The Charter Township of Flint is a charter township of Genesee County in the U.S. state of Michigan. The population was 31,929 at the 2010 census. The City of Flint is adjacent to the township on the east, but is administratively autonomous.


Wayne County was formed within the Northwest Territory covering the Lower Peninsula. The Saginaw Valley Treaty was signed with the Chippewa Indians in 1819. In 1836, the Pewanigo tribe of the Saginaw Indians sign a treaty with the US government that gave all remaining land in Genesee County for 13 sections of land west of the Mississippi River with the land to be sold for the Indians' benefits.[5]

For additional information, see Genesee County, Michigan and Michigan.

On March 9, 1833, the Township of Grand Blanc was organized which then included Flint Township survey area and many of the other survey township areas of the future Genesee County.[6] The first permanent settlers in the area were Elijah Carmen and his family, who arrived in 1835.[7] Flint Township was organized on March 2, 1836 and included the township areas of Burton, Clayton, Flushing, Mt. Morris, Genesee, Thetford, Vienna and Montrose.[6] Jesse Torrey and his family, the second settlers, move to section 24 starting the Torrey Settlement in 1836. That same year, William N. Stanard founded the Stanard Settlement on section 35.[7]

settlement section founder year
Torrey 24 Jesse Torrey 1836
Dye 20 Reuben Dye 1843
Cronk 7, 8 James W. Cronk 1837
Stanard 35 William N. Stanard 1836


On March 11, 1837, Vienna Township was organized to include the future townships of Montrose and Thetford.[6] James W. Cronk in 1837 settled on sections 7 and 8 lending his name to the settlement there.[7]

Genesee and Flushing Townships where split off on March 6, 1838.[6] In 1838 the first schoolhouse was built in Flint Township in Section 23 on the bank of Swartz Creek.[7] As many as ten school districts were created within the township,[7] some of which later merged, and the Township is primarily served by Carman-Ainsworth.

On April 19, 1839, Kearsley Township was split off from Flint Township[6] until March 7, 1843 when it was merged back into Flint Township.[8] Clayton separated from Flint on March 25, 1846. In 1855, Burton Township on October 12 separated from the Township[6] and the now City of Flint was incorporated, thus splitting its area from the Township. The Township was then temporarily known as Garland Township[9] after Burton was split off on October 12, 1855 to February 5, 1856.[8]

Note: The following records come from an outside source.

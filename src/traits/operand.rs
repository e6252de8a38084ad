// Copyright Peter Bower 2025. All Rights Reserved.
// Licensed under MIT License.

//! # Operand Trait Module
//!
//! The right-hand side of every arithmetic kernel is an `Operand<N>`:
//! either an array of exactly `N` elements, combined elementwise, or a
//! single scalar, broadcast to every index.
//!
//! Which of the two applies is fixed by the implementing type, so the
//! choice is made during monomorphisation and the per-index loop carries
//! no branch. An array of a different length does not implement
//! `Operand<N>` at all, which turns length mismatches into type errors.

use crate::structs::fixed_array::FixedArray;
use crate::traits::type_unions::Numeric;

/// Right-hand operand of a length-`N` kernel.
pub trait Operand<const N: usize> {
    /// Element type contributed by this operand.
    type Elem: Numeric;

    /// `true` for array operands, `false` for broadcast scalars.
    const IS_ARRAY: bool;

    /// Value this operand contributes at `index`.
    ///
    /// Scalars ignore `index`; arrays require `index < N`.
    fn elem(&self, index: usize) -> Self::Elem;
}

/// Returns whether `R` is combined elementwise (`true`) or broadcast
/// (`false`) against a length-`N` array.
///
/// Resolves at compile time and can be used in `const` contexts.
#[inline]
pub const fn is_fixed_array<R: Operand<N>, const N: usize>() -> bool {
    R::IS_ARRAY
}

/// Array-shaped types with a compile-time length.
pub trait FixedLen {
    /// Number of elements.
    const LEN: usize;
    /// Element type.
    type Element;
}

impl<T, const N: usize> FixedLen for FixedArray<T, N> {
    const LEN: usize = N;
    type Element = T;
}

impl<T, const N: usize> FixedLen for [T; N] {
    const LEN: usize = N;
    type Element = T;
}

impl<U: Numeric, const N: usize> Operand<N> for FixedArray<U, N> {
    type Elem = U;
    const IS_ARRAY: bool = true;

    #[inline(always)]
    fn elem(&self, index: usize) -> U {
        self.data[index]
    }
}

impl<U: Numeric, const N: usize> Operand<N> for [U; N] {
    type Elem = U;
    const IS_ARRAY: bool = true;

    #[inline(always)]
    fn elem(&self, index: usize) -> U {
        self[index]
    }
}

impl<R: Operand<N> + ?Sized, const N: usize> Operand<N> for &R {
    type Elem = R::Elem;
    const IS_ARRAY: bool = R::IS_ARRAY;

    #[inline(always)]
    fn elem(&self, index: usize) -> R::Elem {
        (**self).elem(index)
    }
}

macro_rules! impl_scalar_operand {
    ($($(#[$m:meta])* $t:ty),* $(,)?) => {
        $(
            $(#[$m])*
            impl<const N: usize> Operand<N> for $t {
                type Elem = $t;
                const IS_ARRAY: bool = false;

                #[inline(always)]
                fn elem(&self, _index: usize) -> $t {
                    *self
                }
            }
        )*
    };
}

impl_scalar_operand!(
    i32, i64, u32, u64, f32, f64,
    #[cfg(feature = "extended_numeric_types")] i8,
    #[cfg(feature = "extended_numeric_types")] i16,
    #[cfg(feature = "extended_numeric_types")] u8,
    #[cfg(feature = "extended_numeric_types")] u16,
);
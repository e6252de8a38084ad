// Copyright Peter Bower 2025. All Rights Reserved.
// Licensed under MIT License.

//! # Elementwise Module
//!
//! Generic binary function application over a `FixedArray` and an
//! `Operand`, which is either a same-length array or a broadcast scalar.
//!
//! All three entry points share one shape: for each index `i` in `[0, N)`
//! the left element and the operand's contribution at `i` are handed to the
//! caller's function. The operand type decides at compile time whether that
//! contribution is `rhs[i]` or the scalar itself.

use crate::enums::error::FixedArrayError;
use crate::structs::fixed_array::FixedArray;
use crate::traits::operand::Operand;
use crate::traits::promote::{CommonType, Promote};

/// Result of combining a `FixedArray<T, N>` with operand `R`.
pub type Combined<T, R, const N: usize> =
    FixedArray<CommonType<T, <R as Operand<N>>::Elem>, N>;

/// Apply a binary function element-wise with broadcasting, over the common
/// type of both sides.
///
/// Each left element and right contribution is lifted into
/// `CommonType<T, R::Elem>` before `op` sees it, so `op` is written once for
/// the promoted type.
///
/// # Example
/// ```rust
/// use fixarray::{FixedArray, kernels::routing::combine};
///
/// let arr = FixedArray::new([1i32, 2, 3]);
///
/// // Array + scalar broadcasts 10 to every index
/// let result = combine(arr, 10i32, |a, b| a + b);
/// assert_eq!(result.data, [11, 12, 13]);
///
/// // Two arrays, i32 and f64 meet in f64
/// let result = combine(arr, [0.5f64, 0.5, 0.5], |a, b| a * b);
/// assert_eq!(result.data, [0.5, 1.0, 1.5]);
/// ```
#[inline]
pub fn combine<T, R, F, const N: usize>(
    lhs: FixedArray<T, N>,
    rhs: R,
    mut op: F,
) -> Combined<T, R, N>
where
    R: Operand<N>,
    T: Promote<R::Elem>,
    F: FnMut(CommonType<T, R::Elem>, CommonType<T, R::Elem>) -> CommonType<T, R::Elem>,
{
    FixedArray::from_fn(|i| {
        op(
            <T as Promote<R::Elem>>::lift_lhs(lhs.data[i]),
            <T as Promote<R::Elem>>::lift_rhs(rhs.elem(i)),
        )
    })
}

/// Apply a binary function element-wise with broadcasting, on the raw
/// element types.
///
/// No promotion takes place; `op` decides the output type.
#[inline]
pub fn combine_with<T, R, O, F, const N: usize>(
    lhs: FixedArray<T, N>,
    rhs: R,
    mut op: F,
) -> FixedArray<O, N>
where
    T: Copy,
    R: Operand<N>,
    F: FnMut(T, R::Elem) -> O,
{
    FixedArray::from_fn(|i| op(lhs.data[i], rhs.elem(i)))
}

/// Fallible form of [`combine`].
///
/// `op` also receives the index, for error reporting. The first error stops
/// the loop and is returned; no partial array escapes.
pub fn try_combine<T, R, F, const N: usize>(
    lhs: FixedArray<T, N>,
    rhs: R,
    mut op: F,
) -> Result<Combined<T, R, N>, FixedArrayError>
where
    R: Operand<N>,
    T: Promote<R::Elem>,
    F: FnMut(
        usize,
        CommonType<T, R::Elem>,
        CommonType<T, R::Elem>,
    ) -> Result<CommonType<T, R::Elem>, FixedArrayError>,
{
    let mut out: [CommonType<T, R::Elem>; N] = [Default::default(); N];
    for (index, slot) in out.iter_mut().enumerate() {
        *slot = op(
            index,
            <T as Promote<R::Elem>>::lift_lhs(lhs.data[index]),
            <T as Promote<R::Elem>>::lift_rhs(rhs.elem(index)),
        )?;
    }
    Ok(FixedArray::new(out))
}
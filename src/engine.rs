//! Windowed aggregation engine.
//!
//! The engine makes one pass over the source to find the observed date
//! range, splits it into windows, and then for each window scans the source,
//! aggregates the window's records, merges the result into the running
//! matrix and optionally checkpoints it.
//!
//! In parallel mode windows are aggregated in groups of one window per
//! worker thread. Each group is merged and checkpointed in window order
//! before the next group starts, so at most one group of window results is
//! held at a time.

use crate::aggregate::{WindowAggregator, WindowMatrix};
use crate::checkpoint::{CheckpointFailure, Checkpointer, FileCheckpointer};
use crate::data::{MemorySource, RecordSource};
use crate::error::{AggregationError, Result};
use crate::matrix::SeriesMatrix;
use crate::merge::{Accumulator, MatrixMerger, MergePolicy};
use crate::metadata::{compute_config_hash, generate_run_id};
use crate::types::{Record, ResampleFrequency, Window};
use crate::window::WindowSegmenter;
use chrono::{DateTime, NaiveDate, Utc};
use indicatif::{ProgressBar, ProgressStyle};
use rayon::prelude::*;
use serde::{Deserialize, Serialize};
use std::path::PathBuf;
use std::time::Instant;
use tracing::{debug, info, warn};
use uuid::Uuid;

/// Configuration for the aggregation engine.
#[derive(Debug, Clone, PartialEq, Serialize, Deserialize)]
pub struct EngineConfig {
    /// Target period frequency.
    pub frequency: ResampleFrequency,
    /// Days per processing window. Larger windows mean fewer passes over the
    /// source and more memory per pass.
    pub window_span_days: i64,
    /// Persist the running matrix after each window.
    pub checkpoint_enabled: bool,
    /// Checkpoint location; the extension selects CSV or JSON.
    pub checkpoint_path: Option<PathBuf>,
    /// Handling of period columns produced by two windows.
    #[serde(default)]
    pub merge_policy: MergePolicy,
    /// Aggregate windows on the rayon pool; merges stay in window order.
    #[serde(default)]
    pub parallel: bool,
    /// Drop series whose cells are all zero from the final matrix.
    #[serde(default)]
    pub drop_zero_series: bool,
    /// Show progress bar while processing windows.
    #[serde(default)]
    pub show_progress: bool,
}

impl Default for EngineConfig {
    fn default() -> Self {
        let frequency = ResampleFrequency::default();
        Self {
            frequency,
            window_span_days: frequency.default_window_span(),
            checkpoint_enabled: false,
            checkpoint_path: None,
            merge_policy: MergePolicy::Sum,
            parallel: false,
            drop_zero_series: false,
            show_progress: false,
        }
    }
}

impl EngineConfig {
    /// Configuration for `frequency` with its default window span.
    pub fn new(frequency: ResampleFrequency) -> Self {
        Self {
            frequency,
            window_span_days: frequency.default_window_span(),
            ..Default::default()
        }
    }

    /// Enable checkpointing to `path`.
    pub fn with_checkpoint(mut self, path: impl Into<PathBuf>) -> Self {
        self.checkpoint_enabled = true;
        self.checkpoint_path = Some(path.into());
        self
    }

    /// Check the settings that can be rejected before reading any data.
    pub fn validate(&self) -> Result<()> {
        if self.window_span_days <= 0 {
            return Err(AggregationError::ConfigError(format!(
                "window_span_days must be positive, got {}",
                self.window_span_days
            )));
        }
        if self.window_span_days == 1 {
            return Err(AggregationError::ConfigError(
                "window_span_days must be at least 2".to_string(),
            ));
        }
        if self.checkpoint_enabled && self.checkpoint_path.is_none() {
            return Err(AggregationError::ConfigError(
                "checkpoint_enabled requires checkpoint_path".to_string(),
            ));
        }
        Ok(())
    }
}

/// Totals from the first pass over a source.
#[derive(Debug, Clone, Copy, PartialEq, Serialize, Deserialize)]
pub struct SourceSummary {
    pub records: usize,
    pub total: f64,
    pub min_date: NaiveDate,
    pub max_date: NaiveDate,
}

impl SourceSummary {
    /// Scan `source` once for its record count, value total and date range.
    pub fn scan<S: RecordSource + ?Sized>(source: &S) -> Result<Self> {
        let mut records = 0usize;
        let mut total = 0.0;
        let mut range: Option<(NaiveDate, NaiveDate)> = None;

        for batch in source.scan()? {
            for record in &batch? {
                records += 1;
                total += record.y;
                range = Some(match range {
                    None => (record.date, record.date),
                    Some((lo, hi)) => (lo.min(record.date), hi.max(record.date)),
                });
            }
        }

        let (min_date, max_date) = range.ok_or(AggregationError::NoData)?;
        Ok(Self {
            records,
            total,
            min_date,
            max_date,
        })
    }
}

/// What happened during a run.
#[derive(Debug, Clone, Serialize, Deserialize)]
pub struct RunReport {
    /// Unique run identifier.
    pub run_id: Uuid,
    /// SHA256 of the engine configuration.
    pub config_hash: String,
    /// SHA256 of the input file, for file-backed sources.
    #[serde(default)]
    pub input_checksum: Option<String>,
    pub frequency: ResampleFrequency,
    pub window_span_days: i64,
    pub first_date: NaiveDate,
    pub last_date: NaiveDate,
    pub windows_processed: usize,
    pub records_read: usize,
    /// Sum of `y` over the input.
    pub input_total: f64,
    /// Sum over every cell of the output.
    pub matrix_total: f64,
    pub series: usize,
    pub periods: usize,
    pub dropped_zero_series: usize,
    /// Window after which the last successful checkpoint was written.
    pub last_checkpoint: Option<Window>,
    pub checkpoint_failures: Vec<CheckpointFailure>,
    pub started_at: DateTime<Utc>,
    pub elapsed_ms: u64,
}

impl RunReport {
    /// Absolute difference between input and output totals.
    pub fn conservation_gap(&self) -> f64 {
        (self.matrix_total - self.input_total).abs()
    }
}

/// Output of a run.
#[derive(Debug, Clone)]
pub struct AggregationResult {
    pub matrix: SeriesMatrix,
    pub report: RunReport,
}

#[derive(Default)]
struct CheckpointLog {
    last: Option<Window>,
    failures: Vec<CheckpointFailure>,
}

/// Windowed aggregation engine.
pub struct Engine {
    config: EngineConfig,
}

impl Engine {
    /// Create a new engine with the given configuration.
    pub fn new(config: EngineConfig) -> Self {
        Self { config }
    }

    pub fn config(&self) -> &EngineConfig {
        &self.config
    }

    /// Aggregate an in-memory record set.
    pub fn run_records(&self, records: Vec<Record>) -> Result<AggregationResult> {
        self.run(&MemorySource::new(records))
    }

    /// Aggregate `source`, checkpointing to files when enabled.
    pub fn run<S>(&self, source: &S) -> Result<AggregationResult>
    where
        S: RecordSource + ?Sized,
    {
        self.run_with_checkpointer(source, &FileCheckpointer)
    }

    /// Aggregate `source` using a custom checkpoint hook.
    pub fn run_with_checkpointer<S, C>(&self, source: &S, checkpointer: &C) -> Result<AggregationResult>
    where
        S: RecordSource + ?Sized,
        C: Checkpointer + ?Sized,
    {
        self.config.validate()?;
        let started = Instant::now();
        let started_at = Utc::now();

        let summary = SourceSummary::scan(source)?;
        info!(
            "Aggregating {} records from {} ({} to {}) at {}",
            summary.records,
            source.describe(),
            summary.min_date,
            summary.max_date,
            self.config.frequency
        );

        // The lower bound is exclusive, so start one day early
        let before_first = summary.min_date.pred_opt().ok_or_else(|| {
            AggregationError::DataIntegrity(format!(
                "earliest date {} leaves no room for a window start",
                summary.min_date
            ))
        })?;
        if self.config.frequency.checked_period_start(summary.min_date).is_none() {
            return Err(AggregationError::DataIntegrity(format!(
                "period containing {} starts before the supported date range",
                summary.min_date
            )));
        }
        let segmenter = WindowSegmenter::new(
            before_first,
            summary.max_date,
            self.config.window_span_days,
        )?;
        let windows: Vec<Window> = segmenter.iter().collect();
        info!(
            "Processing {} windows of {} days",
            windows.len(),
            self.config.window_span_days
        );

        let aggregator = WindowAggregator::new(self.config.frequency);
        let merger = MatrixMerger::new(self.config.merge_policy);
        let progress = self.progress_bar(windows.len());
        let mut checkpoints = CheckpointLog::default();
        let mut acc = Accumulator::new();

        if self.config.parallel {
            let group_size = rayon::current_num_threads().max(1);
            for group in windows.chunks(group_size) {
                let parts = group
                    .par_iter()
                    .map(|window| aggregator.aggregate_source(source, *window))
                    .collect::<Result<Vec<WindowMatrix>>>()?;
                for part in parts {
                    acc = self.absorb(&merger, acc, part, checkpointer, &mut checkpoints)?;
                    if let Some(pb) = &progress {
                        pb.inc(1);
                    }
                }
            }
        } else {
            for window in &windows {
                let part = aggregator.aggregate_source(source, *window)?;
                acc = self.absorb(&merger, acc, part, checkpointer, &mut checkpoints)?;
                if let Some(pb) = &progress {
                    pb.inc(1);
                }
            }
        }

        if let Some(pb) = progress {
            pb.finish_and_clear();
        }

        if acc.records_merged() != summary.records {
            return Err(AggregationError::DataIntegrity(format!(
                "{} of {} records fell outside every window",
                summary.records.abs_diff(acc.records_merged()),
                summary.records
            )));
        }

        let input_checksum = source.checksum()?;
        let windows_processed = acc.windows_merged();
        let mut matrix = acc.into_matrix();
        let dropped_zero_series = if self.config.drop_zero_series {
            let dropped = matrix.drop_all_zero_series();
            if dropped > 0 {
                info!("Dropped {} all-zero series", dropped);
            }
            dropped
        } else {
            0
        };

        let report = RunReport {
            run_id: generate_run_id(),
            config_hash: compute_config_hash(&self.config),
            input_checksum,
            frequency: self.config.frequency,
            window_span_days: self.config.window_span_days,
            first_date: summary.min_date,
            last_date: summary.max_date,
            windows_processed,
            records_read: summary.records,
            input_total: summary.total,
            matrix_total: matrix.total(),
            series: matrix.n_series(),
            periods: matrix.n_columns(),
            dropped_zero_series,
            last_checkpoint: checkpoints.last,
            checkpoint_failures: checkpoints.failures,
            started_at,
            elapsed_ms: started.elapsed().as_millis() as u64,
        };

        if !report.checkpoint_failures.is_empty() {
            warn!(
                "{} checkpoint writes failed; last good checkpoint: {}",
                report.checkpoint_failures.len(),
                report
                    .last_checkpoint
                    .map(|w| w.to_string())
                    .unwrap_or_else(|| "none".to_string())
            );
        }
        info!(
            "Built {} series x {} periods in {} ms",
            report.series, report.periods, report.elapsed_ms
        );

        Ok(AggregationResult { matrix, report })
    }

    /// Merge one window result and checkpoint the running matrix.
    fn absorb<C: Checkpointer + ?Sized>(
        &self,
        merger: &MatrixMerger,
        acc: Accumulator,
        part: WindowMatrix,
        checkpointer: &C,
        checkpoints: &mut CheckpointLog,
    ) -> Result<Accumulator> {
        let window = part.window;
        let acc = merger.merge(acc, part)?;
        debug!(
            "Merged window {}: {} series x {} periods so far",
            window,
            acc.matrix().n_series(),
            acc.matrix().n_columns()
        );

        if let (true, Some(path)) = (self.config.checkpoint_enabled, &self.config.checkpoint_path) {
            match checkpointer.persist(acc.matrix(), path) {
                Ok(()) => checkpoints.last = Some(window),
                Err(e) => {
                    warn!("Checkpoint after window {} failed: {}", window, e);
                    checkpoints.failures.push(CheckpointFailure {
                        window,
                        message: e.to_string(),
                    });
                }
            }
        }

        Ok(acc)
    }

    fn progress_bar(&self, len: usize) -> Option<ProgressBar> {
        if !self.config.show_progress {
            return None;
        }
        let pb = ProgressBar::new(len as u64);
        pb.set_style(
            ProgressStyle::default_bar()
                .template("{spinner:.green} [{elapsed_precise}] [{bar:40.cyan/blue}] {pos}/{len} windows ({eta})")
                .unwrap_or_else(|_| ProgressStyle::default_bar())
                .progress_chars("#>-"),
        );
        Some(pb)
    }
}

In 1953, the Township began incorporation discussions with the City of Westhaven, but that possibility was later defeated.[10] The Township lost the Otterburn area to the City of Swartz Creek upon its incorporation in 1959.[11] After the City of Flint annexed the GM Van Slyke plant, the Township place on the ballot an incorporation question that would have made it the City of Grandview Heights. Another item on the ballot was the election of a mayor for the new city. The incorporation question failed, while the then Township Supervisor Tom Mansour won the mayoral election.[12] In August 1970, Genesee Valley Center opened at Miller and Linden Roads.[13]


According to the United States Census Bureau, the township has a total area of 23.6 square miles (61 km2), all land. The Township is mostly an L-shape around the southwest side of the City of Flint and split in two along I-69/I-75 interchange south along Bishop Airport to Mundy Township.


Historical population
Census Pop.
1960 19,178
1970 31,175 62.6%
1980 35,405 13.6%
1990 34,081 −3.7%
2000 33,691 −1.1%
2010 31,929 −5.2%
Source: Census Bureau. Census 1960- 2000, 2010.

As of the census[3] of 2000, there were 33,691 people, 13,972 households, and 9,025 families residing in the township. The population density was 1,425.5 per square mile (550.5/km²). There were 14,864 housing units at an average density of 628.9 per square mile (242.9/km²). The racial makeup of the township was 77.77% White, 16.12% African American, 0.61% Native American, 2.20% Asian, 0.02% Pacific Islander, 0.75% from other races, and 2.55% from two or more races. Hispanic or Latino of any race were 2.33% of the population.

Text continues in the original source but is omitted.